Из этого видно, что Аристотель и к понятию "прекрасного", и к понятию "полезного" предъявляет одинаковые требования. И то и другое достигает совершенства при соблюдении определенной меры. В этом требовании Аристотеля, имеющем значение для всех родов искусства, ярко отразился один из общих принципов художественного творчества классической Греции. Такое же требование предъявляет Аристотель и к поэтическим произведениям — к трагедии и к эпосу. "Фабулы, — говорит он, — должны иметь длину, легко запоминаемую, но определение этой длины по отношению к театральным состязаниям и чувственному восприятию не есть дело искусства поэзии. Размер определяется самой сущностью дела, и всегда по величине лучшей является та фабула, которая развита до полной ясности, так что, дав простое определение, мы можем сказать: достаточна та величина, внутри которой, при последовательном развитии событий по вероятности или необходимости, может произойти перемена от несчастия к счастию или от счастья к несчастью" ("Поэтика" VII, 1451a).

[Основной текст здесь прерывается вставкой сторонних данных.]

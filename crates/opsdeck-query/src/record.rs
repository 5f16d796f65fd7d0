//! Record access: the [`Record`] trait, field conversions and dynamic records.
//!
//! The pipeline reads records only through accessor functions of the shape
//! `for<'a> Fn(&'a T, &str) -> Value<'a>`. Typed structs get one by
//! implementing [`Record`] (usually with `#[derive(Record)]`), and data that
//! arrives as loose JSON can be wrapped in a [`DynRecord`].

use std::collections::BTreeMap;

use chrono::{DateTime, NaiveDate, TimeZone};

use crate::error::{QueryError, Result};
use crate::value::{Number, Timestamp, Value};

/// Trait for types that can be queried.
///
/// This trait is typically derived using `#[derive(Record)]` (enable the
/// `derive` feature), but can also be implemented manually.
///
/// # Derive Usage
///
/// ```ignore
/// use opsdeck_query::{Query, Record};
///
/// #[derive(Record)]
/// #[record(rename_all = "camelCase")]
/// struct Campaign {
///     #[record]
///     name: String,
///     #[record]
///     open_rate: f64,
///     internal_note: String,
/// }
///
/// let query = Query::new().greater_than(Campaign::OPEN_RATE, 0.25).build();
/// let results = query.filter(&campaigns, Campaign::accessor);
/// ```
///
/// # Manual Implementation
///
/// ```
/// use opsdeck_query::{Record, Value, Number};
///
/// struct Subscriber {
///     email: String,
///     opens: u32,
/// }
///
/// impl Record for Subscriber {
///     fn field_value(&self, field: &str) -> Value<'_> {
///         match field {
///             "email" => Value::String(&self.email),
///             "opens" => Value::Number(Number::from(self.opens)),
///             _ => Value::None,
///         }
///     }
/// }
/// ```
pub trait Record {
    /// Returns the value of a field, or [`Value::None`] if the record has no
    /// such field or the field is null.
    fn field_value(&self, field: &str) -> Value<'_>;

    /// Returns a static accessor function suitable for [`Query::filter`](crate::Query::filter).
    ///
    /// ```ignore
    /// let results = query.filter(&campaigns, Campaign::accessor);
    /// ```
    fn accessor<'a>(item: &'a Self, field: &str) -> Value<'a>
    where
        Self: Sized,
    {
        item.field_value(field)
    }
}

/// Conversion of a field into a borrowed [`Value`].
///
/// Implemented for the field types the derive macro supports. `Option<T>`
/// maps `None` to [`Value::None`], which is what makes a draft campaign's
/// absent `scheduledAt` sort last and fail date predicates quietly.
pub trait ToValue {
    /// Borrows this field as a query value.
    fn to_value(&self) -> Value<'_>;
}

impl ToValue for String {
    fn to_value(&self) -> Value<'_> {
        Value::String(self)
    }
}

impl ToValue for &str {
    fn to_value(&self) -> Value<'_> {
        Value::String(self)
    }
}

impl ToValue for bool {
    fn to_value(&self) -> Value<'_> {
        Value::Bool(*self)
    }
}

impl ToValue for Number {
    fn to_value(&self) -> Value<'_> {
        Value::Number(*self)
    }
}

impl ToValue for Timestamp {
    fn to_value(&self) -> Value<'_> {
        Value::Timestamp(*self)
    }
}

impl<Tz: TimeZone> ToValue for DateTime<Tz> {
    fn to_value(&self) -> Value<'_> {
        Value::Timestamp(Timestamp(self.timestamp_millis()))
    }
}

impl ToValue for NaiveDate {
    fn to_value(&self) -> Value<'_> {
        Value::Timestamp(Timestamp::from(*self))
    }
}

impl ToValue for Vec<String> {
    fn to_value(&self) -> Value<'_> {
        Value::List(self)
    }
}

impl<T: ToValue> ToValue for Option<T> {
    fn to_value(&self) -> Value<'_> {
        match self {
            Some(inner) => inner.to_value(),
            None => Value::None,
        }
    }
}

macro_rules! number_to_value {
    ($($ty:ty),*) => {
        $(
            impl ToValue for $ty {
                fn to_value(&self) -> Value<'_> {
                    Value::Number(Number::from(*self))
                }
            }
        )*
    };
}

number_to_value!(i8, i16, i32, i64, isize, u8, u16, u32, u64, usize, f32, f64);

/// Owned field value stored in a [`DynRecord`].
#[derive(Debug, Clone, PartialEq)]
pub enum FieldValue {
    /// Explicit null.
    Null,
    /// String value.
    String(String),
    /// Numeric value.
    Number(Number),
    /// Timestamp value.
    Timestamp(Timestamp),
    /// Boolean value.
    Bool(bool),
    /// Array of strings.
    List(Vec<String>),
    /// Nested object, addressed with dotted paths.
    Object(DynRecord),
}

impl FieldValue {
    /// Borrows this field as a query value.
    ///
    /// Nested objects read as [`Value::Object`]: they exist, but no
    /// comparison matches them.
    pub fn as_value(&self) -> Value<'_> {
        match self {
            FieldValue::Null => Value::None,
            FieldValue::Object(_) => Value::Object,
            FieldValue::String(s) => Value::String(s),
            FieldValue::Number(n) => Value::Number(*n),
            FieldValue::Timestamp(t) => Value::Timestamp(*t),
            FieldValue::Bool(b) => Value::Bool(*b),
            FieldValue::List(items) => Value::List(items),
        }
    }

    /// Converts a JSON value.
    ///
    /// Arrays become string lists: string elements are kept, numbers and
    /// booleans are rendered with `to_string`, and nulls, nested arrays and
    /// objects are dropped.
    pub fn from_json(value: serde_json::Value) -> FieldValue {
        match value {
            serde_json::Value::Null => FieldValue::Null,
            serde_json::Value::Bool(b) => FieldValue::Bool(b),
            serde_json::Value::Number(n) => FieldValue::Number(json_number(&n)),
            serde_json::Value::String(s) => FieldValue::String(s),
            serde_json::Value::Array(items) => FieldValue::List(json_string_list(items)),
            serde_json::Value::Object(map) => FieldValue::Object(DynRecord::from_json_map(map)),
        }
    }
}

pub(crate) fn json_number(n: &serde_json::Number) -> Number {
    if let Some(i) = n.as_i64() {
        Number::I64(i)
    } else if let Some(u) = n.as_u64() {
        Number::U64(u)
    } else {
        Number::F64(n.as_f64().unwrap_or(f64::NAN))
    }
}

pub(crate) fn json_string_list(items: Vec<serde_json::Value>) -> Vec<String> {
    items
        .into_iter()
        .filter_map(|item| match item {
            serde_json::Value::String(s) => Some(s),
            serde_json::Value::Number(n) => Some(n.to_string()),
            serde_json::Value::Bool(b) => Some(b.to_string()),
            _ => None,
        })
        .collect()
}

impl From<&str> for FieldValue {
    fn from(s: &str) -> Self {
        FieldValue::String(s.to_string())
    }
}

impl From<String> for FieldValue {
    fn from(s: String) -> Self {
        FieldValue::String(s)
    }
}

impl From<bool> for FieldValue {
    fn from(b: bool) -> Self {
        FieldValue::Bool(b)
    }
}

impl From<Timestamp> for FieldValue {
    fn from(t: Timestamp) -> Self {
        FieldValue::Timestamp(t)
    }
}

impl From<Vec<String>> for FieldValue {
    fn from(items: Vec<String>) -> Self {
        FieldValue::List(items)
    }
}

impl From<Vec<&str>> for FieldValue {
    fn from(items: Vec<&str>) -> Self {
        FieldValue::List(items.into_iter().map(String::from).collect())
    }
}

impl From<DynRecord> for FieldValue {
    fn from(record: DynRecord) -> Self {
        FieldValue::Object(record)
    }
}

impl<T: Into<FieldValue>> From<Option<T>> for FieldValue {
    fn from(value: Option<T>) -> Self {
        value.map_or(FieldValue::Null, Into::into)
    }
}

macro_rules! number_to_field {
    ($($ty:ty),*) => {
        $(
            impl From<$ty> for FieldValue {
                fn from(n: $ty) -> Self {
                    FieldValue::Number(Number::from(n))
                }
            }
        )*
    };
}

number_to_field!(i32, i64, u32, u64, usize, f64);

/// A record whose shape is only known at runtime.
///
/// Fields map names to [`FieldValue`]s. Nested objects are reachable with
/// dotted paths such as `"owner.name"`.
///
/// ```
/// use opsdeck_query::{DynRecord, Record, Value};
///
/// let record = DynRecord::from_json_str(
///     r#"{"name": "Spring Sale", "owner": {"name": "Dana"}, "tags": ["promo"]}"#,
/// ).unwrap();
///
/// assert_eq!(record.field_value("name"), Value::String("Spring Sale"));
/// assert_eq!(record.field_value("owner.name"), Value::String("Dana"));
/// assert_eq!(record.field_value("owner.email"), Value::None);
/// ```
#[derive(Debug, Clone, Default, PartialEq)]
pub struct DynRecord {
    fields: BTreeMap<String, FieldValue>,
}

impl DynRecord {
    /// Creates an empty record.
    pub fn new() -> Self {
        DynRecord::default()
    }

    /// Adds a field, builder style.
    pub fn with(mut self, name: impl Into<String>, value: impl Into<FieldValue>) -> Self {
        self.insert(name, value);
        self
    }

    /// Inserts or replaces a field.
    pub fn insert(&mut self, name: impl Into<String>, value: impl Into<FieldValue>) {
        self.fields.insert(name.into(), value.into());
    }

    /// Looks up a field by dotted path.
    pub fn get(&self, path: &str) -> Option<&FieldValue> {
        let mut segments = path.split('.');
        let mut current = self.fields.get(segments.next()?)?;
        for segment in segments {
            match current {
                FieldValue::Object(inner) => current = inner.fields.get(segment)?,
                _ => return None,
            }
        }
        Some(current)
    }

    /// Returns the number of top-level fields.
    pub fn len(&self) -> usize {
        self.fields.len()
    }

    /// Returns `true` if the record has no fields.
    pub fn is_empty(&self) -> bool {
        self.fields.is_empty()
    }

    /// Iterates over top-level fields in name order.
    pub fn iter(&self) -> impl Iterator<Item = (&str, &FieldValue)> {
        self.fields.iter().map(|(k, v)| (k.as_str(), v))
    }

    /// Builds a record from a JSON value, which must be an object.
    pub fn from_json(value: serde_json::Value) -> Result<DynRecord> {
        match value {
            serde_json::Value::Object(map) => Ok(DynRecord::from_json_map(map)),
            other => Err(QueryError::InvalidRecord(format!(
                "expected a JSON object, got {}",
                json_kind(&other)
            ))),
        }
    }

    /// Parses a single JSON object.
    pub fn from_json_str(json: &str) -> Result<DynRecord> {
        DynRecord::from_json(serde_json::from_str(json)?)
    }

    /// Parses a JSON array of objects, as returned by list endpoints.
    pub fn many_from_json_str(json: &str) -> Result<Vec<DynRecord>> {
        let value: serde_json::Value = serde_json::from_str(json)?;
        match value {
            serde_json::Value::Array(items) => items.into_iter().map(DynRecord::from_json).collect(),
            other => Err(QueryError::InvalidRecord(format!(
                "expected a JSON array, got {}",
                json_kind(&other)
            ))),
        }
    }

    fn from_json_map(map: serde_json::Map<String, serde_json::Value>) -> DynRecord {
        DynRecord {
            fields: map
                .into_iter()
                .map(|(k, v)| (k, FieldValue::from_json(v)))
                .collect(),
        }
    }
}

fn json_kind(value: &serde_json::Value) -> &'static str {
    match value {
        serde_json::Value::Null => "null",
        serde_json::Value::Bool(_) => "a boolean",
        serde_json::Value::Number(_) => "a number",
        serde_json::Value::String(_) => "a string",
        serde_json::Value::Array(_) => "an array",
        serde_json::Value::Object(_) => "an object",
    }
}

impl Record for DynRecord {
    fn field_value(&self, field: &str) -> Value<'_> {
        self.get(field).map_or(Value::None, FieldValue::as_value)
    }
}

К вопросу о размерах поэтического произведения Аристотель возвращается во второй части "Поэтики", где он говорит об эпосе, и указывает, что эпопея по своей композиции (σὐνθεσις) не должна походить на историю, где необходимо изображать не одно действие, а одно время — события, имеющие одно с другим не внутреннюю, а внешнюю, хронологическую связь. В этом отношении (как и во многих других) образцом совершенства для Аристотеля является Гомер, у которого действия и события "Илиады" связаны внутренним единством, тогда как у большинства эпических поэтов изображаются события, нисколько не ведущие к одной общей цели. Совершенным поэтому представляется Аристотелю и объем "Илиады". "Гомер, — говорит Аристотель, — не замыслил описать всю войну, хотя она имела начало и конец. Его поэма могла бы выйти в таком случае слишком большою и неудобообозримой, или, получив меньший объем, запутанной вследствие разнообразия событий" (XIII, 1459 a).